Actually (cue Adam Conover!)… some people do. They represent about a tenth of a percent (0.1%) of the people who don’t get your JavaScript file, though, and they’ve chosen to browse the web that way, so let’s ignore them for a second.

I see this argument—that one one disables JS in 2019—as an argument for not bothering to care or worry about progressive enhancement. But it’s wrong!

There are plenty of other reasons why people don’t get your JavaScript.

  • Your CDN fails
  • An ad blocker or filewall got a little overly aggressive
  • A JS error (either in your code or something third-party) stops all of the JS from rendering
  • The file times out because it’s too big or too slow to parse

Today, I want to focus on that last one.

We tend to think of the web, and the devices people use to access it, as getting faster. And generally, it is.

But there’s a large and growing segment of the market that are “mobile-only users.” They have no broadband and no high-powered desktop computers.

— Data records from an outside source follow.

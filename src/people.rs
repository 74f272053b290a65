//! People endpoints.

use std::collections::BTreeMap;

use reqwest::Method;
use serde::{Deserialize, Serialize};

use crate::client::Client;
use crate::error::ClientError;
use crate::options::{is_false, ListOptions};
use crate::orgs::Org;
use crate::router::Route;
use crate::spec::{GitHubUserSpec, PersonSpec};

/// A user account.
#[derive(Debug, Clone, Default, PartialEq, Eq, Serialize, Deserialize)]
#[serde(rename_all = "PascalCase")]
pub struct User {
    #[serde(rename = "UID", default)]
    pub uid: u64,
    #[serde(default)]
    pub login: String,
    #[serde(default, skip_serializing_if = "String::is_empty")]
    pub name: String,
    #[serde(rename = "AvatarURL", default, skip_serializing_if = "String::is_empty")]
    pub avatar_url: String,
    #[serde(rename = "HomepageURL", default, skip_serializing_if = "String::is_empty")]
    pub homepage_url: String,
    #[serde(default, skip_serializing_if = "String::is_empty")]
    pub company: String,
    #[serde(default, skip_serializing_if = "String::is_empty")]
    pub location: String,
}

impl User {
    /// The spec that addresses this user.
    pub fn spec(&self) -> PersonSpec {
        PersonSpec {
            login: self.login.clone(),
            uid: self.uid,
            ..PersonSpec::default()
        }
    }
}

/// A user plus optional statistics.
#[derive(Debug, Clone, Default, PartialEq, Eq, Serialize, Deserialize)]
pub struct Person {
    #[serde(flatten)]
    pub user: User,
    /// Only present when fetched with `PersonGetOptions::stats`.
    #[serde(rename = "Stat", default, skip_serializing_if = "BTreeMap::is_empty")]
    pub stat: BTreeMap<String, i64>,
}

/// An email address associated with a person.
#[derive(Debug, Clone, Default, PartialEq, Eq, Serialize, Deserialize)]
#[serde(rename_all = "PascalCase")]
pub struct EmailAddr {
    /// Compared case-insensitively by the server.
    pub email: String,
    #[serde(default)]
    pub verified: bool,
    /// At most one address per user is primary.
    #[serde(default)]
    pub primary: bool,
    /// Inferred from public data rather than confirmed by the user.
    #[serde(default)]
    pub guessed: bool,
    /// Never associate this address with the user.
    #[serde(default)]
    pub blacklisted: bool,
}

/// The pricing plan a person or org selected.
#[derive(Debug, Clone, Default, PartialEq, Eq, Serialize, Deserialize)]
pub struct PlanSettings {
    #[serde(rename = "PlanID", default, skip_serializing_if = "Option::is_none")]
    pub plan_id: Option<String>,
}

/// A person's configuration settings.
#[derive(Debug, Clone, Default, PartialEq, Eq, Serialize, Deserialize)]
#[serde(rename_all = "PascalCase")]
pub struct PersonSettings {
    /// RFC 3339 timestamp of the last upgrade request.
    #[serde(default, skip_serializing_if = "Option::is_none")]
    pub requested_upgrade_at: Option<String>,
    #[serde(flatten)]
    pub plan: PlanSettings,
    #[serde(default, skip_serializing_if = "Option::is_none")]
    pub build_emails: Option<bool>,
    #[serde(default, skip_serializing_if = "Option::is_none")]
    pub pull_request_srcbot_notification: Option<bool>,
}

#[derive(Debug, Clone, Default, PartialEq, Eq, Serialize)]
#[serde(rename_all = "PascalCase")]
pub struct PersonGetOptions {
    /// Include statistics about the person.
    #[serde(skip_serializing_if = "is_false")]
    pub stats: bool,
}

#[derive(Debug, Clone, Default, PartialEq, Eq, Serialize)]
#[serde(rename_all = "PascalCase")]
pub struct PersonListOptions {
    /// Only people whose login or name matches.
    #[serde(skip_serializing_if = "String::is_empty")]
    pub name_or_login: String,
    #[serde(skip_serializing_if = "String::is_empty")]
    pub sort: String,
    #[serde(skip_serializing_if = "String::is_empty")]
    pub direction: String,
    #[serde(flatten)]
    pub list: ListOptions,
}

pub type PersonListAuthorsOptions = PersonListOptions;
pub type PersonListClientsOptions = PersonListOptions;

#[derive(Debug, Clone, Default, PartialEq, Eq, Serialize)]
pub struct PersonListOrgsOptions {
    #[serde(flatten)]
    pub list: ListOptions,
}

#[derive(Debug, Clone, Default, PartialEq, Eq, Serialize, Deserialize)]
#[serde(rename_all = "PascalCase")]
pub struct PersonUsageByClient {
    #[serde(rename = "AuthorUID", default)]
    pub author_uid: Option<u64>,
    #[serde(default)]
    pub author_email: Option<String>,
    #[serde(default)]
    pub ref_count: u64,
}

/// Code authored by `author` that the queried person uses.
#[derive(Debug, Clone, Default, PartialEq, Eq, Serialize, Deserialize)]
pub struct AugmentedPersonUsageByClient {
    #[serde(rename = "Author", default)]
    pub author: Option<User>,
    #[serde(flatten)]
    pub usage: PersonUsageByClient,
}

#[derive(Debug, Clone, Default, PartialEq, Eq, Serialize, Deserialize)]
#[serde(rename_all = "PascalCase")]
pub struct PersonUsageOfAuthor {
    #[serde(rename = "ClientUID", default)]
    pub client_uid: Option<u64>,
    #[serde(default)]
    pub client_email: Option<String>,
    #[serde(default)]
    pub ref_count: u64,
}

/// Code authored by the queried person that `client` uses.
#[derive(Debug, Clone, Default, PartialEq, Eq, Serialize, Deserialize)]
pub struct AugmentedPersonUsageOfAuthor {
    #[serde(rename = "Client", default)]
    pub client: Option<User>,
    #[serde(flatten)]
    pub usage: PersonUsageOfAuthor,
}

/// Person-related endpoints.
pub trait PeopleService {
    fn get(&self, person: &PersonSpec, opt: Option<&PersonGetOptions>)
        -> Result<Person, ClientError>;

    fn get_settings(&self, person: &PersonSpec) -> Result<PersonSettings, ClientError>;

    fn update_settings(
        &self,
        person: &PersonSpec,
        settings: &PersonSettings,
    ) -> Result<(), ClientError>;

    fn list_emails(&self, person: &PersonSpec) -> Result<Vec<EmailAddr>, ClientError>;

    /// Fetch the person linked to a GitHub account, creating them if needed.
    fn get_or_create_from_github(
        &self,
        user: &GitHubUserSpec,
        opt: Option<&PersonGetOptions>,
    ) -> Result<Person, ClientError>;

    /// Ask the server to refresh profile data from external sources. The
    /// refresh runs asynchronously on the server; there is no completion
    /// notification.
    fn refresh_profile(&self, person: &PersonSpec) -> Result<(), ClientError>;

    /// Ask the server to recompute the person's statistics (asynchronous).
    fn compute_stats(&self, person: &PersonSpec) -> Result<(), ClientError>;

    fn list(&self, opt: Option<&PersonListOptions>) -> Result<Vec<User>, ClientError>;

    /// People who authored code that `person` uses.
    fn list_authors(
        &self,
        person: &PersonSpec,
        opt: Option<&PersonListAuthorsOptions>,
    ) -> Result<Vec<AugmentedPersonUsageByClient>, ClientError>;

    /// People who use code that `person` authored.
    fn list_clients(
        &self,
        person: &PersonSpec,
        opt: Option<&PersonListClientsOptions>,
    ) -> Result<Vec<AugmentedPersonUsageOfAuthor>, ClientError>;

    fn list_orgs(
        &self,
        member: &PersonSpec,
        opt: Option<&PersonListOrgsOptions>,
    ) -> Result<Vec<Org>, ClientError>;
}

/// [`PeopleService`] over HTTP.
#[derive(Debug, Clone, Copy)]
pub struct PeopleClient<'a> {
    client: &'a Client,
}

impl<'a> PeopleClient<'a> {
    pub(crate) fn new(client: &'a Client) -> Self {
        Self { client }
    }

    fn put(&self, route: Route, person: &PersonSpec) -> Result<(), ClientError> {
        let url = self.client.url(route, &person.route_vars()?, None::<&()>)?;
        self.client.send_empty(Method::PUT, url, None::<&()>)
    }
}

impl PeopleService for PeopleClient<'_> {
    fn get(
        &self,
        person: &PersonSpec,
        opt: Option<&PersonGetOptions>,
    ) -> Result<Person, ClientError> {
        self.client.get(Route::Person, &person.route_vars()?, opt)
    }

    fn get_settings(&self, person: &PersonSpec) -> Result<PersonSettings, ClientError> {
        self.client
            .get(Route::PersonSettings, &person.route_vars()?, None::<&()>)
    }

    fn update_settings(
        &self,
        person: &PersonSpec,
        settings: &PersonSettings,
    ) -> Result<(), ClientError> {
        let url = self
            .client
            .url(Route::PersonSettingsUpdate, &person.route_vars()?, None::<&()>)?;
        self.client.send_empty(Method::PUT, url, Some(settings))
    }

    fn list_emails(&self, person: &PersonSpec) -> Result<Vec<EmailAddr>, ClientError> {
        self.client
            .get(Route::PersonEmails, &person.route_vars()?, None::<&()>)
    }

    fn get_or_create_from_github(
        &self,
        user: &GitHubUserSpec,
        opt: Option<&PersonGetOptions>,
    ) -> Result<Person, ClientError> {
        self.client
            .get(Route::PersonFromGitHub, &user.route_vars()?, opt)
    }

    fn refresh_profile(&self, person: &PersonSpec) -> Result<(), ClientError> {
        self.put(Route::PersonRefreshProfile, person)
    }

    fn compute_stats(&self, person: &PersonSpec) -> Result<(), ClientError> {
        self.put(Route::PersonComputeStats, person)
    }

    fn list(&self, opt: Option<&PersonListOptions>) -> Result<Vec<User>, ClientError> {
        self.client.get(Route::People, &Default::default(), opt)
    }

    fn list_authors(
        &self,
        person: &PersonSpec,
        opt: Option<&PersonListAuthorsOptions>,
    ) -> Result<Vec<AugmentedPersonUsageByClient>, ClientError> {
        self.client
            .get(Route::PersonAuthors, &person.route_vars()?, opt)
    }

    fn list_clients(
        &self,
        person: &PersonSpec,
        opt: Option<&PersonListClientsOptions>,
    ) -> Result<Vec<AugmentedPersonUsageOfAuthor>, ClientError> {
        self.client
            .get(Route::PersonClients, &person.route_vars()?, opt)
    }

    fn list_orgs(
        &self,
        member: &PersonSpec,
        opt: Option<&PersonListOrgsOptions>,
    ) -> Result<Vec<Org>, ClientError> {
        self.client.get(Route::PersonOrgs, &member.route_vars()?, opt)
    }
}

#[cfg(test)]
mod tests {
    use super::*;
    use serde_json::json;

    #[test]
    fn person_decodes_flattened_user_and_stats() {
        let person: Person = serde_json::from_value(json!({
            "UID": 7,
            "Login": "alice",
            "AvatarURL": "https://example.com/a.png",
            "Stat": { "authors": 3 }
        }))
        .unwrap();
        assert_eq!(person.user.uid, 7);
        assert_eq!(person.user.login, "alice");
        assert_eq!(person.user.avatar_url, "https://example.com/a.png");
        assert_eq!(person.stat["authors"], 3);
    }

    #[test]
    fn user_spec_prefers_login() {
        let user = User {
            uid: 7,
            login: "alice".into(),
            ..User::default()
        };
        assert_eq!(user.spec().path_component().unwrap(), "alice");
    }

    #[test]
    fn settings_skip_unset_fields() {
        let settings = PersonSettings {
            build_emails: Some(false),
            ..PersonSettings::default()
        };
        assert_eq!(
            serde_json::to_value(&settings).unwrap(),
            json!({ "BuildEmails": false })
        );
    }

    #[test]
    fn list_options_query() {
        let opts = PersonListOptions {
            name_or_login: "al".into(),
            list: ListOptions::new(2, 5),
            ..PersonListOptions::default()
        };
        assert_eq!(
            serde_urlencoded::to_string(&opts).unwrap(),
            "NameOrLogin=al&PerPage=5&Page=2"
        );
    }
}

They access the web exclusively or primarily from a mobile device. And they’ve doubled in number among low income web users since 2013.

From a recent Pew Study:

With fewer options for online access at their disposal, many lower-income Americans are relying more on smartphones. As of early 2019, 26% of adults living in households earning less than $30,000 a year are “smartphone-dependent” internet users – meaning they own a smartphone but do not have broadband internet at home. This represents a substantial increase from 12% in 2013. In contrast, only 5% of those living in households earning $100,000 or more fall into this category in 2019.

This reliance on smartphones also means that the less affluent are more likely to use them for tasks traditionally reserved for larger screens. For example, lower-income smartphone owners were especially likely to use their mobile device when seeking out and applying for jobs, according to a 2015 Pew Research Center report.

The assumption that mobile devices keep getting better so performance and JavaScript size don’t really matter any more is wrong. No everyone can drop $1,000 on a fancy new iPhone.

And that’s just in the US. In developing nations, web use is often on older, lower powered feature phones shared among multiple users.

A lot of people get upset when I say that our overuse of JavaScript is breaking the web. I’ve even had some prominent names in the space call that “divisive.”

You know what’s actually divisive? Saying you don’t care about the 26% of low-income users in the US who access your stuff on underpowered mobile devices.

JavaScript is breaking the web. Let’s use it more responsibility.